Это время я отчетливо помню. И помню, что среда, в которой я рос, относилась к революционным покушениям вполне отрицательно. Она в это время была «опорой порядка», считала, что покушения мешают проведению нужных и возможных реформ. Ни цели их, ни психологии людей, которые собой тогда за это жертвовали, она не понимала. Культ революции, вера в то, что всего можно достигнуть насилием, убеждение, что успех революции есть высший моральный закон, нельзя было совместить с теми идеями, которые одушевляли эпоху Великих Реформ.

Это вышло наружу в 1881 году. Либералы оказались правее, чем, может быть, думали сами. «Победа» революционеров 1 марта стала концом их успехов. Широкое общество от них отшатнулось. У настоящей «реакции» оказались развязаны руки, и она нашла исполнителей. К ней переходили даже из «либерального» лагеря. Власть стала бороться тогда не только с революционным движением, в чем был бы долг всякой государственной власти, но с теми идеями, которые лежали в основе 60-х годов.

В это трудное время задачей той либеральной общественности, которая не изменила себе, стало спасать то, что еще можно было спасти и от торжествующей реакции самодержавия, и от малозаметного, но зарождавшегося уже тогда революционного «тоталитаризма». «Либералы» сами собой оказались опять на левых позициях и в печати, и на тех постах общественной деятельности, которые реакцией еще не были уничтожены. Так шла эта «холодная» война, пока не началось Освободительное Движение, которое в 1905 году привело к «увенчанию здания».

Мой отец не дожил до этого времени. Он умер в 1895 году, когда началось царствование несчастного Николая II. Принять участие в борьбе с самодержавием, уже не только в качестве зрителя, пало на долю моего поколения в его еще молодые, но уже не детские годы. Но к этой борьбе оно уже было подготовлено старшими.

Глава 2

Желание матери как можно дольше детей учить и воспитывать дома, по-видимому, встречало со стороны отца возражения. У него были другие взгляды. Он опасался для нас чересчур дамского, тепличного воспитания; хотел, чтобы мы возможно раньше узнавали настоящую жизнь и ее темные стороны. Он любил нас поддразнивать, друг с другом стравливать; смеялся над внешними проявлениями ласки, называя их «телячьими нежностями». Помню, как мать ему не раз говорила при нас, что он о таком воспитании потом сам пожалеет.

Вероятно, потому, что мать все же не теряла надежды как можно долее продолжать обучение дома, меня там учили тому, что для поступления в гимназию не требовалось.
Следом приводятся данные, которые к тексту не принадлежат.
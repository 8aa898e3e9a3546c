#![warn(clippy::all, clippy::pedantic)]

// disable some style lints
#![allow(clippy::needless_return, clippy::must_use_candidate, clippy::comparison_chain)]
#![allow(clippy::redundant_field_names, clippy::redundant_closure_for_method_calls)]
#![allow(clippy::unreadable_literal, clippy::option_if_let_else, clippy::range_plus_one)]
#![allow(clippy::missing_errors_doc, clippy::missing_panics_doc, clippy::module_name_repetitions)]

#![allow(clippy::cast_possible_truncation, clippy::cast_precision_loss)]
#![allow(clippy::cast_possible_wrap, clippy::cast_lossless, clippy::cast_sign_loss)]
#![allow(clippy::default_trait_access)]

// Tests lints
#![cfg_attr(test, allow(clippy::float_cmp))]

//! Spatial neighbor queries for 2D and 3D point sets, in periodic or
//! aperiodic boxes, based on a link-cell spatial index.

pub mod types;
pub use types::*;

mod errors;
pub use self::errors::Error;

pub mod systems;
pub use systems::{UnitCell, RawPoints, Points};

pub mod locality;
pub use locality::{LinkCell, NeighborBond, NeighborList, QueryArgs};

pub mod parallel;

mod reduction;
pub use reduction::{loop_over_neighbors, loop_over_neighbor_list, default_link_cell};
Наша учительница, Надежда Ивановна, учила нас всем предметам: писать без ошибок, арифметике, географии, истории. Для истории у нас был какой-то альбом с историческими картинками, начиная с крещения Руси и кончая чтением Манифеста 1861 года. При этих картинках был объяснительный текст; благодаря им все запоминалось легко. Была у нас и специальная детская библиотека: в ней, между прочим, были два томика о Потемкине и Суворове. Не помню их автора, но вспомнил о них потому, что когда их у нас увидел однажды В.К. Истомин, будущий всесильный правитель канцелярии при великом князе Сергее Александровиче, он сказал, что всюду их разыскивал для своих детей, но нигде не смог достать. Одна из пациенток отца, графиня Толстая, вдова известного друга Гоголя, подарившая свой большой дом на Садовой под приют для престарелых священников, каждую Пасху и Рождество присылала в подарок нам, детям, книги. Помню среди них всего Купера и Вальтера Скотта, в детских изданиях. Позднее она предоставляла нам самим выбор книг по вкусу и их нам дарила. Так появился у нас весь Жюль Берн и много других книг.